## Exercise prompt
Copy out each line of the entries below in which the string "icmp" appears.

## Collected data

● ● ● ● ●

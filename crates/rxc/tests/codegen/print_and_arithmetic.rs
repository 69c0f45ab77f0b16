// Scalar lowering: literals, operator selection, builtins, string output.
use anyhow::Result;

use super::common;

#[test]
fn print_literal_lowers_to_inline_constant() -> Result<()> {
    let ir = common::gen_ir_for_source("fn main() { printlnInt(42); }")?;
    assert!(
        ir.contains("call i64 @printlnInt(i64 42)"),
        "literal argument should stay an inline constant:\n{}",
        ir
    );
    // Pure literals emit no arithmetic instructions at all.
    assert!(!ir.contains("add i64"));
    Ok(())
}

#[test]
fn arithmetic_respects_precedence() -> Result<()> {
    let ir = common::gen_ir_for_source("fn main() { printlnInt(2 + 3 * 4); }")?;
    assert!(ir.contains("%t0 = mul i64 3, 4"), "ir:\n{}", ir);
    assert!(ir.contains("%t1 = add i64 2, %t0"), "ir:\n{}", ir);
    Ok(())
}

#[test]
fn operators_map_to_signed_instructions() -> Result<()> {
    let ir = common::gen_ir_for_source(
        "fn main() { let a = 7; let b = 2; printlnInt(a / b); printlnInt(a % b); }",
    )?;
    assert!(ir.contains("sdiv i64"));
    assert!(ir.contains("srem i64"));
    Ok(())
}

#[test]
fn negative_literals_fold_to_constants() -> Result<()> {
    let ir = common::gen_ir_for_source("fn main() { printlnInt(-5); }")?;
    assert!(ir.contains("call i64 @printlnInt(i64 -5)"), "ir:\n{}", ir);
    assert!(!ir.contains("sub i64 0"));
    Ok(())
}

#[test]
fn unary_minus_on_variables_subtracts_from_zero() -> Result<()> {
    let ir = common::gen_ir_for_source("fn main() { let x = 3; printlnInt(-x); }")?;
    assert!(ir.contains("sub i64 0, "), "ir:\n{}", ir);
    Ok(())
}

#[test]
fn comparisons_produce_i1_consumed_by_branches() -> Result<()> {
    let ir =
        common::gen_ir_for_source("fn main() { let x = 1; if x < 2 { printlnInt(x); } }")?;
    assert!(ir.contains("icmp slt i64"), "ir:\n{}", ir);
    assert!(ir.contains("br i1 %t"), "ir:\n{}", ir);
    Ok(())
}

#[test]
fn string_literals_become_interned_globals() -> Result<()> {
    let ir = common::gen_ir_for_source(
        "fn main() { printlnStr(\"hi\"); printlnStr(\"hi\"); printlnStr(\"bye\"); }",
    )?;
    assert!(
        ir.contains("@.str.0 = private unnamed_addr constant [3 x i8] c\"hi\\00\""),
        "ir:\n{}",
        ir
    );
    assert!(ir.contains("@.str.1 = private unnamed_addr constant [4 x i8] c\"bye\\00\""));
    // Two uses of "hi" share one global.
    assert!(!ir.contains("@.str.2"));
    assert!(ir.contains("call i64 @printlnStr(ptr @.str.0)"));
    Ok(())
}

#[test]
fn exit_lowers_to_runtime_call_and_unreachable() -> Result<()> {
    let ir = common::gen_ir_for_source("fn main() { exit(3); printlnInt(1); }")?;
    assert!(ir.contains("call void @exit_rt(i64 3)"), "ir:\n{}", ir);
    assert!(ir.contains("unreachable"));
    // Code after the noreturn call is suppressed.
    let body = common::function_body(&ir, "main").join("\n");
    assert!(!body.contains("printlnInt"), "body:\n{}", body);
    Ok(())
}

#[test]
fn bool_stores_widen_to_i64() -> Result<()> {
    let ir = common::gen_ir_for_source(
        "fn main() { let mut f = true; f = 1 < 2; if f { printlnInt(1); } }",
    )?;
    // Slots hold i64 words; no i1-typed memory traffic.
    assert!(!ir.contains("store i1"));
    assert!(!ir.contains("load i1"));
    assert!(ir.contains("zext i1"), "ir:\n{}", ir);
    assert!(ir.contains("icmp ne i64"), "ir:\n{}", ir);
    Ok(())
}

● ● ● ● ●

## Solution for this exercise
    assert!(ir.contains("icmp slt i64"), "ir:\n{}", ir);
    assert!(ir.contains("icmp ne i64"), "ir:\n{}", ir);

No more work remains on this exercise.